Keywords: Liver, Liver, Deep Learning, Vessel Segmentation, R2*, HIC

Ultra-short echo time (UTE) imaging increases the accuracy of R2*-based hepatic iron content (HIC) quantification in cases of high iron overload when conventional GRE sequences can fail due to rapid signal decay. Segmenting whole liver to estimate liver R2* requires human expert and is time consuming. In this study, we trained a convolutional neural network (CNN) to automatically segment the liver parenchyma on radial UTE acquisitions using magnitude images and R2* maps. Our results show an excellent agreement between manual and CNN-based liver segmentation and mean R2* values, hence demonstrating the potential of our proposed method for automated HIC assessment.

Introduction

Quantification of hepatic iron content (HIC) using R2*-MRI is an alternative to liver biopsy. Multi-echo gradient echo (GRE) sequences are typically used to measure R2*-based HIC, however, they can produce inaccurate R2* values or fail at high iron overload conditions (HIC >15 mg Fe/g) due to rapid signal decay before the shortest possible TE ~1.0 ms.1 Alternatively, ultra-short echo time (UTE) imaging with TEs as short as 0.1 ms has been reported to increase the accuracy of R2* quantification in cases of high iron overload.2 Another benefit of UTE is that it is based on radial sampling making it robust to motion, and thus, can be performed under free breathing (FB).2,3 Mean liver R2* values are estimated by manually drawing region-of-interest (ROI) either on a small homogenous area of liver without vessels4,5 or the whole liver and excluding vessels using postprocessing.3,5,6 Although the whole liver ROI reduces the inter-reviewer variability,6 both methods still require a trained expert and are time consuming. The objective of this study is to automate the segmentation of whole liver parenchyma on FB UTE acquisitions using convolutional neural network (CNN) for improving the workflow and accuracy of R2*-based HIC reporting for clinical diagnosis and treatment of iron overload.

Materials and Methods

One hundred forty-three 2D multi-echo UTE datasets were collected retrospectively from patients with suspected iron overload.7 The liver was manually segmented by drawing a whole liver ROI encompassing the entire liver on the 2D cross-sectional image and is used as the ground truth mask. R2* maps were calculated using a monoexponential model with noise subtraction.2,7 A two-dimensional U-Net CNN8 was trained for liver segmentation independently on both magnitude images (mag-U-Net) and R2*-maps (R2*-U-Net). All magnitude TE images were used as an independent input to the CNN because they had different image contrasts. The images had dimension of 192x192 and were normalized to (0-1) range. Data augmentation using rotation (±30°), zoom (±0.1) and shear (±15°) was applied for the training process.

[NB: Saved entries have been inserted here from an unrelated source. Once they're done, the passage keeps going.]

use ratatui::Frame;
use ratatui::layout::{Constraint, Layout, Rect};
use ratatui::style::{Modifier, Style};
use ratatui::widgets::Paragraph;

use crate::config::Theme;
use crate::tui::widgets::color::{get_contrast_text_color, parse_color};

const SEPARATOR: &str = " • ";
const ELLIPSIS: &str = "...";

/// What the status bar shows on the current frame
pub struct StatusLine<'a> {
    pub message: Option<&'a str>,
    pub key_hints: &'a [String],
    pub recent_keys: &'a str,
    pub modified: bool,
}

pub fn render_status_bar(f: &mut Frame, area: Rect, status: &StatusLine, theme: &Theme) {
    let fg_color = parse_color(&theme.fg);
    let bg_color = parse_color(&theme.bg);
    let highlight_bg = parse_color(&theme.highlight_bg);

    let right = right_side(status);
    let [left_area, right_area] = Layout::horizontal([
        Constraint::Min(1),
        Constraint::Length(right.chars().count() as u16),
    ])
    .areas(area);

    let (content, style) = match status.message {
        Some(msg) => (
            truncate(msg, left_area.width as usize),
            Style::default()
                .fg(get_contrast_text_color(highlight_bg))
                .bg(highlight_bg)
                .add_modifier(Modifier::BOLD),
        ),
        None => (
            fit_hints(status.key_hints, left_area.width as usize),
            Style::default().fg(fg_color).bg(bg_color),
        ),
    };

    f.render_widget(Paragraph::new(content).style(style), left_area);
    f.render_widget(
        Paragraph::new(right).style(Style::default().fg(fg_color).bg(bg_color)),
        right_area,
    );
}

/// Pending keys and the unsaved-changes marker, e.g. " g g [+]"
fn right_side(status: &StatusLine) -> String {
    let mut right = String::new();
    if !status.recent_keys.is_empty() {
        right.push(' ');
        right.push_str(status.recent_keys);
    }
    if status.modified {
        right.push_str(" [+]");
    }
    right
}

fn truncate(text: &str, max_width: usize) -> String {
    if text.chars().count() <= max_width {
        return text.to_string();
    }
    let mut out: String = text.chars().take(max_width.saturating_sub(ELLIPSIS.len())).collect();
    out.push_str(ELLIPSIS);
    out
}

/// Join as many hints as fit, ending in "..." when some were dropped
fn fit_hints(hints: &[String], max_width: usize) -> String {
    let mut text = String::new();
    for hint in hints {
        let extra = if text.is_empty() { 0 } else { SEPARATOR.chars().count() };
        if text.chars().count() + extra + hint.chars().count() > max_width {
            if text.is_empty() {
                return truncate(hint, max_width);
            }
            if text.chars().count() + ELLIPSIS.len() <= max_width {
                text.push_str(ELLIPSIS);
            }
            return text;
        }
        if !text.is_empty() {
            text.push_str(SEPARATOR);
        }
        text.push_str(hint);
    }
    text
}

#[cfg(test)]
mod tests {
    use super::*;

    #[test]
    fn hints_are_cut_at_the_width() {
        let hints = vec!["q: Quit".to_string(), "?: Help".to_string()];
        assert_eq!(fit_hints(&hints, 40), "q: Quit • ?: Help");
        assert_eq!(fit_hints(&hints, 12), "q: Quit...");
        assert_eq!(fit_hints(&hints, 5), "q:...");
    }

    #[test]
    fn right_side_shows_pending_keys_and_marker() {
        let status = StatusLine {
            message: None,
            key_hints: &[],
            recent_keys: "t",
            modified: true,
        };
        assert_eq!(right_side(&status), " t [+]");
    }
}
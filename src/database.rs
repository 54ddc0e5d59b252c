use rusqlite::{Connection, params};
use serde::Serialize;
use serde::de::DeserializeOwned;
use std::collections::BTreeMap;
use std::path::{Path, PathBuf};
use thiserror::Error;
use tracing::{debug, info};

use crate::models::{Entry, EntryType};

/// Reserved bucket listing every known entry type, keyed by type name
pub const ENTRY_TYPES_BUCKET: &str = "entries_types";

/// Name of the bucket holding the entries of `type_name`
pub fn entries_bucket(type_name: &str) -> String {
    format!("{}_entries", type_name)
}

/// An entry type together with its entries
#[derive(Debug, Clone, PartialEq, Eq)]
pub struct TypedEntries {
    pub entry_type: EntryType,
    pub entries: Vec<Entry>,
}

/// Everything the store holds, keyed by entry type name
pub type EntryMap = BTreeMap<String, TypedEntries>;

#[derive(Debug, Error)]
pub enum DatabaseError {
    #[error("Failed to {action} in {path}: {source}")]
    Transaction {
        action: &'static str,
        path: PathBuf,
        #[source]
        source: rusqlite::Error,
    },
    #[error("Failed to create database directory: {0}")]
    DirectoryError(String),
    #[error("Failed to open database {path}: {source}")]
    Open {
        path: PathBuf,
        #[source]
        source: rusqlite::Error,
    },
    #[error("Failed to {action} bucket '{bucket}': {source}")]
    Bucket {
        action: &'static str,
        bucket: String,
        #[source]
        source: rusqlite::Error,
    },
    #[error("Failed to encode record '{key}' for bucket '{bucket}': {source}")]
    Encode {
        bucket: String,
        key: String,
        #[source]
        source: serde_json::Error,
    },
    #[error("Failed to decode record '{key}' in bucket '{bucket}': {source}")]
    Decode {
        bucket: String,
        key: String,
        #[source]
        source: serde_json::Error,
    },
    #[error("Entry type '{entry_type}' is listed but bucket '{bucket}' does not exist")]
    MissingBucket { entry_type: String, bucket: String },
}

/// File-backed bucket store.
///
/// The file is opened for every `save`/`load` and closed again before the
/// call returns, so nothing is held open between operations.
pub struct Database {
    path: PathBuf,
}
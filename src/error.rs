//! Error types for message validation and dispatch
//!
//! The display strings of these errors are wire-visible: they are returned
//! verbatim in the `error` field of a per-message result.

/// Structural validation failure for an inbound message.
///
/// Recovered locally as a per-message result; it never aborts the batch.
#[derive(Debug, thiserror::Error)]
#[error("MalformedMessage: {reason}")]
pub struct MalformedMessage {
    reason: String,
}

impl MalformedMessage {
    pub fn new(reason: impl Into<String>) -> Self {
        MalformedMessage {
            reason: reason.into(),
        }
    }
}

impl From<serde_json::Error> for MalformedMessage {
    fn from(err: serde_json::Error) -> Self {
        MalformedMessage {
            reason: err.to_string(),
        }
    }
}

/// Errors produced while resolving and forwarding a single message.
#[derive(Debug, thiserror::Error)]
pub enum DispatchError {
    /// The receiver is not present in the service registry. A client-side
    /// error: the message was unroutable as submitted, never retried.
    #[error("UnknownReceiver: {receiver}")]
    UnknownReceiver { receiver: String },

    /// Transport error, timeout or a non-2xx answer from the receiver. An
    /// upstream error, distinct from an unroutable message.
    #[error("ForwardingFailed: {receiver}: {reason}")]
    ForwardingFailed { receiver: String, reason: String },
}

/// Result type for dispatch operations
pub type DispatchResult<T> = Result<T, DispatchError>;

The U-Net architecture consisted of five up-sampling and down-sampling layers with kernel size of three and number of filters between up-sampling layers was increased by 2n. Batch normalization and dropout was applied after each layer. Training was performed using 10-fold cross-validation with early stopping and reduce learning rate (LR) on plateau with minimum LR of 0.0000001 callbacks for 300 epochs (batch size=64) using ADAM optimizer, initial LR=0.01 and combined loss function of dice-coefficient and binary cross-entropy. Transfer learning was applied on mag-U-Net to train on R2*maps with the same CNN parameters. After liver segmentation, Frangi filter was applied to remove vessels,5 and the mean R2* was calculated for the extracted liver parenchyma and was converted to HIC using published R2*-HIC calibration.9 One-way ANOVA was performed to compare the accuracy of the extracted liver areas and the mean R2* values between the two U-net techniques and the ground truth, with p<0.05 considered to be statistically significant.

Results and discussion

Representative images of the extracted parenchyma obtained using U-Nets trained on magnitude images and R2* maps along with their corresponding ground truth segmentation are shown in Fig. 1. The mean validation dice-score for magnitude and R2* based U-Net segmentations for the entire cohort were 0.98±0.02 and 0.92±0.12, respectively. Figure 2 shows that the extracted R2* maps and mean R2*/HIC values obtained with both U-Nets for mild, moderate and high iron overload cases were very similar and in close agreement with those obtained for ground-truth. For the entire cohort, the extracted liver area and the mean estimated R2* values using mag-U-Net and R2*-U-Net masks were not significantly different from the ground truth results for both before and after vessel segmentation (Table 1). The extracted liver areas and mean R2*/HIC values for both the U-Nets demonstrated excellent correlation (r>0.98) to ground truth segmentation with a mean bias close to zero and narrow limits of agreement. (Fig. 3, Fig. 4).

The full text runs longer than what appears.